Murillo configuró un tipo de sensibilidad que anticiparía la pintura del siglo XVIII, y su estilo influyó en la Escuela sevillana incluso durante el XIX; lo conocemos por escenas populares con niños pobres jugando o comiendo, y por sus hermosas vírgenes y ángeles que apelaron con dulzura a la devoción popular e ilustraron la doctrina de la Iglesia de la Contrarreforma. Un buen ejemplo es Ecce Homo, «He aquí al hombre», que guarda similitudes compositivas con el que se exhibe en el Museo del Prado, del mismo autor, y que forma pareja con una Dolorosa que, al igual que en este lienzo, muestra la figura de Cristo coronado de espinas y con el torso envuelto en un manto rojo anudado a la altura del pecho.

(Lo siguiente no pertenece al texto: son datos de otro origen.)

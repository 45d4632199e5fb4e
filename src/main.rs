//! Nxtra Console
//!
//! Main entry point. Loads the camera collection, runs the one-shot
//! provisioning sweep, and reports per-camera playback status.

use nxtra_console::camera_directory::types::CameraRecord;
use nxtra_console::state::{ConsoleConfig, ConsoleState};
use tracing_subscriber::{layer::SubscriberExt, util::SubscriberInitExt};

#[tokio::main]
async fn main() -> anyhow::Result<()> {
    // Load .env if present
    dotenvy::dotenv().ok();

    // Initialize tracing
    tracing_subscriber::registry()
        .with(
            tracing_subscriber::EnvFilter::try_from_default_env()
                .unwrap_or_else(|_| "nxtra_console=debug".into()),
        )
        .with(tracing_subscriber::fmt::layer())
        .init();

    tracing::info!("Starting Nxtra Console v{}", env!("CARGO_PKG_VERSION"));

    // Load configuration
    let config = ConsoleConfig::default();
    tracing::info!(
        api_url = %config.api_url,
        http_timeout_secs = config.http_timeout_secs,
        "Configuration loaded"
    );

    let state = ConsoleState::new(config);

    // Load the collection, then provision whatever lacks a playback URL
    let cameras = state.directory.refresh().await?;
    tracing::info!(count = cameras.len(), "Camera collection loaded");

    match state.directory.sweep_once().await {
        Ok(outcome) => {
            tracing::info!(
                attempted = outcome.attempted,
                resolved = outcome.resolved,
                "Provisioning sweep complete"
            );
        }
        Err(e) => {
            tracing::warn!(error = %e, "Provisioning sweep failed; cameras stay unprovisioned");
        }
    }

    for camera in state.directory.cameras().await {
        report_camera(&camera);
    }

    Ok(())
}

fn report_camera(camera: &CameraRecord) {
    let status = if camera.playback_url.is_some() {
        "ready"
    } else if camera.has_wellformed_source() {
        "pending"
    } else {
        "no source"
    };

    tracing::info!(
        camera_id = %camera.camera_id,
        name = %camera.name,
        status = status,
        playback_url = camera.playback_url.as_deref().unwrap_or("-"),
        "Camera status"
    );
}
//! Incident alert client
//!
//! Lists, filters and resolves incident alerts (crowd and unauthorized
//! entry). The list defaults to active alerts only, matching what the
//! operator console shows on its alerts board.

use crate::console_api::{build_http_client, check_response, with_bearer, DEFAULT_TIMEOUT_SECS};
use crate::error::Result;
use chrono::{DateTime, Utc};
use serde::{Deserialize, Serialize};
use std::time::Duration;

#[derive(Debug, Clone, Copy, PartialEq, Eq, Serialize, Deserialize)]
#[serde(rename_all = "snake_case")]
pub enum IncidentType {
    Crowd,
    Unauthorized,
}

#[derive(Debug, Clone, Deserialize)]
pub struct IncidentAlert {
    pub alert_id: i64,
    pub incident_type: IncidentType,
    pub zone_name: String,
    pub camera_name: String,
    pub person_count: Option<i64>,
    pub max_count: Option<i64>,
    pub timestamp: DateTime<Utc>,
    pub image_base64: String,
    pub message: String,
}

/// Filter values the backend has seen, for populating dropdowns
#[derive(Debug, Clone, Default, Deserialize)]
pub struct IncidentFilters {
    #[serde(default)]
    pub camera_names: Vec<String>,
    #[serde(default)]
    pub object_types: Vec<String>,
}

/// Query parameters for the alert list
#[derive(Debug, Clone)]
pub struct AlertQuery {
    /// "all", "crowd" or "unauthorized"
    pub incident_type: String,
    /// "active", "resolved" or "all"
    pub status: String,
    pub camera_name: Option<String>,
    pub object_type: Option<String>,
}

impl Default for AlertQuery {
    fn default() -> Self {
        Self {
            incident_type: "all".to_string(),
            status: "active".to_string(),
            camera_name: None,
            object_type: None,
        }
    }
}

/// IncidentClient instance
pub struct IncidentClient {
    client: reqwest::Client,
    base_url: String,
    token: Option<String>,
}

impl IncidentClient {
    pub fn new(base_url: &str) -> Self {
        Self::with_timeout(base_url, Duration::from_secs(DEFAULT_TIMEOUT_SECS))
    }

    pub fn with_timeout(base_url: &str, timeout: Duration) -> Self {
        Self {
            client: build_http_client(timeout),
            base_url: base_url.trim_end_matches('/').to_string(),
            token: None,
        }
    }

    pub fn with_token(mut self, token: &str) -> Self {
        self.token = Some(token.to_string());
        self
    }

    /// List alerts matching the query
    pub async fn list_alerts(&self, query: &AlertQuery) -> Result<Vec<IncidentAlert>> {
        let url = format!("{}/api/incidents/alerts", self.base_url);
        let mut params = vec![
            ("incident_type", query.incident_type.clone()),
            ("status", query.status.clone()),
        ];
        if let Some(camera_name) = &query.camera_name {
            params.push(("camera_name", camera_name.clone()));
        }
        if let Some(object_type) = &query.object_type {
            params.push(("object_type", object_type.clone()));
        }

        let request = with_bearer(self.client.get(&url), self.token.as_deref()).query(&params);
        let response = request.send().await?;
        let alerts: Vec<IncidentAlert> = check_response(response).await?.json().await?;

        tracing::debug!(
            count = alerts.len(),
            status = %query.status,
            "Fetched incident alerts"
        );
        Ok(alerts)
    }

    /// Distinct camera names and object types seen in alerts
    pub async fn filters(&self) -> Result<IncidentFilters> {
        let url = format!("{}/api/incidents/alerts/filters", self.base_url);
        let request = with_bearer(self.client.get(&url), self.token.as_deref());
        let response = request.send().await?;
        Ok(check_response(response).await?.json().await?)
    }

    /// Mark one alert resolved
    pub async fn resolve_alert(&self, alert_id: i64) -> Result<IncidentAlert> {
        let url = format!(
            "{}/api/incidents/alerts/{}/resolve",
            self.base_url, alert_id
        );
        let request = with_bearer(self.client.put(&url), self.token.as_deref());
        let response = request.send().await?;
        let alert: IncidentAlert = check_response(response).await?.json().await?;

        tracing::info!(alert_id = alert_id, "Incident alert resolved");
        Ok(alert)
    }
}
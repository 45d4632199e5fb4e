//! Vehicle log and traffic flow client
//!
//! Vehicle logs are paged with `{items, total, limit, offset}`; the
//! traffic flow view returns the same page geometry but nests its rows
//! under `data` with a dwell-time cutoff applied server side.

use crate::console_api::{build_http_client, check_response, with_bearer, DEFAULT_TIMEOUT_SECS};
use crate::error::Result;
use serde::Deserialize;
use std::time::Duration;

#[derive(Debug, Clone, Deserialize)]
pub struct VehicleLog {
    pub id: i64,
    pub plate_text: String,
    pub entry_time: Option<String>,
    pub exit_time: Option<String>,
    pub dwell_time: Option<String>,
    pub dwell_seconds: Option<i64>,
    pub location: Option<String>,
    pub status: Option<String>,
    pub capture_image: Option<String>,
    pub camera_name: Option<String>,
    #[serde(rename = "type", default)]
    pub event_type: Option<String>,
    pub object_classification: Option<String>,
}

#[derive(Debug, Clone, Deserialize)]
pub struct VehicleLogPage {
    pub items: Vec<VehicleLog>,
    pub total: i64,
    pub limit: i64,
    pub offset: i64,
}

#[derive(Debug, Clone, Deserialize)]
pub struct TrafficFlowPage {
    pub total: i64,
    pub limit: i64,
    pub offset: i64,
    pub date: String,
    pub dwell_limit_seconds: i64,
    pub data: Vec<VehicleLog>,
}

/// Query parameters for the vehicle log list
#[derive(Debug, Clone, Default)]
pub struct VehicleLogQuery {
    pub search: Option<String>,
    /// YYYY-MM-DD; a single bound is treated as a same-day range
    pub date_from: Option<String>,
    pub date_to: Option<String>,
    pub limit: Option<u32>,
    pub offset: Option<u32>,
}

/// VehicleClient instance
pub struct VehicleClient {
    client: reqwest::Client,
    base_url: String,
    token: Option<String>,
}

impl VehicleClient {
    pub fn new(base_url: &str) -> Self {
        Self::with_timeout(base_url, Duration::from_secs(DEFAULT_TIMEOUT_SECS))
    }

    pub fn with_timeout(base_url: &str, timeout: Duration) -> Self {
        Self {
            client: build_http_client(timeout),
            base_url: base_url.trim_end_matches('/').to_string(),
            token: None,
        }
    }

    pub fn with_token(mut self, token: &str) -> Self {
        self.token = Some(token.to_string());
        self
    }

    /// Paged vehicle log list
    pub async fn list_logs(&self, query: &VehicleLogQuery) -> Result<VehicleLogPage> {
        let url = format!("{}/api/vehicle-logs/", self.base_url);
        let mut params: Vec<(&str, String)> = Vec::new();
        if let Some(search) = &query.search {
            params.push(("search", search.clone()));
        }
        if let Some(date_from) = &query.date_from {
            params.push(("date_from", date_from.clone()));
        }
        if let Some(date_to) = &query.date_to {
            params.push(("date_to", date_to.clone()));
        }
        if let Some(limit) = query.limit {
            params.push(("limit", limit.to_string()));
        }
        if let Some(offset) = query.offset {
            params.push(("offset", offset.to_string()));
        }

        let request = with_bearer(self.client.get(&url), self.token.as_deref()).query(&params);
        let response = request.send().await?;
        let page: VehicleLogPage = check_response(response).await?.json().await?;

        tracing::debug!(
            items = page.items.len(),
            total = page.total,
            "Fetched vehicle logs"
        );
        Ok(page)
    }

    /// Traffic flow rows for one day, capped by dwell limit
    pub async fn traffic_flow(
        &self,
        date: Option<&str>,
        limit: u32,
        offset: u32,
        dwell_limit_seconds: u32,
    ) -> Result<TrafficFlowPage> {
        let url = format!("{}/api/traffic-flow/vehicles", self.base_url);
        let mut params = vec![
            ("limit", limit.to_string()),
            ("offset", offset.to_string()),
            ("dwell_limit_seconds", dwell_limit_seconds.to_string()),
        ];
        if let Some(date) = date {
            params.push(("date", date.to_string()));
        }

        let request = with_bearer(self.client.get(&url), self.token.as_deref()).query(&params);
        let response = request.send().await?;
        Ok(check_response(response).await?.json().await?)
    }
}

#[cfg(test)]
mod tests {
    use super::*;

    #[test]
    fn test_log_page_deserializes_with_type_alias() {
        let payload = serde_json::json!({
            "items": [{
                "id": 3,
                "plate_text": "KA01AB1234",
                "entry_time": "2026-08-01 09:00:00",
                "exit_time": null,
                "dwell_time": null,
                "dwell_seconds": null,
                "location": "Gate 1",
                "status": "inside",
                "capture_image": null,
                "camera_name": "gate-cam",
                "type": "entry",
                "object_classification": "car"
            }],
            "total": 1,
            "limit": 200,
            "offset": 0
        });
        let page: VehicleLogPage = serde_json::from_value(payload).unwrap();
        assert_eq!(page.items[0].event_type.as_deref(), Some("entry"));
        assert!(page.items[0].exit_time.is_none());
    }

    #[test]
    fn test_traffic_flow_page_deserializes() {
        let payload = serde_json::json!({
            "total": 0,
            "limit": 20,
            "offset": 0,
            "date": "2026-08-27",
            "dwell_limit_seconds": 7200,
            "data": []
        });
        let page: TrafficFlowPage = serde_json::from_value(payload).unwrap();
        assert_eq!(page.dwell_limit_seconds, 7200);
        assert!(page.data.is_empty());
    }
}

Del tiempo en que está datada la obra de Museo Soumaya, el autor realizó una importante serie para el convento de los capuchinos sevillanos, entre 1665 y 1669: varios lienzos del retablo mayor, los retablos de las capillas colaterales, y la Inmaculada del coro. En su mayoría hoy conservadas en el Museo de Arte de Sevilla, apuntó el estudioso Pérez Sánchez, constituyen un conjunto deslumbrante de figuras de santos, de gran nobleza y, a la vez, de una delicada humanidad.
El Cristo de la colección mexicana da cuenta de serenidad a pesar del martirio. Para Enrique Valdivieso, con esta imagen Murillo creó un prototipo iconográfico: la presencia humilde y conmovedora del Hijo de Dios. La obra, delicada e íntima, constituye un hito por la pincelada suave y vaporosa con la que Murillo creó arquetipos de pintura religiosa que nos conmueven.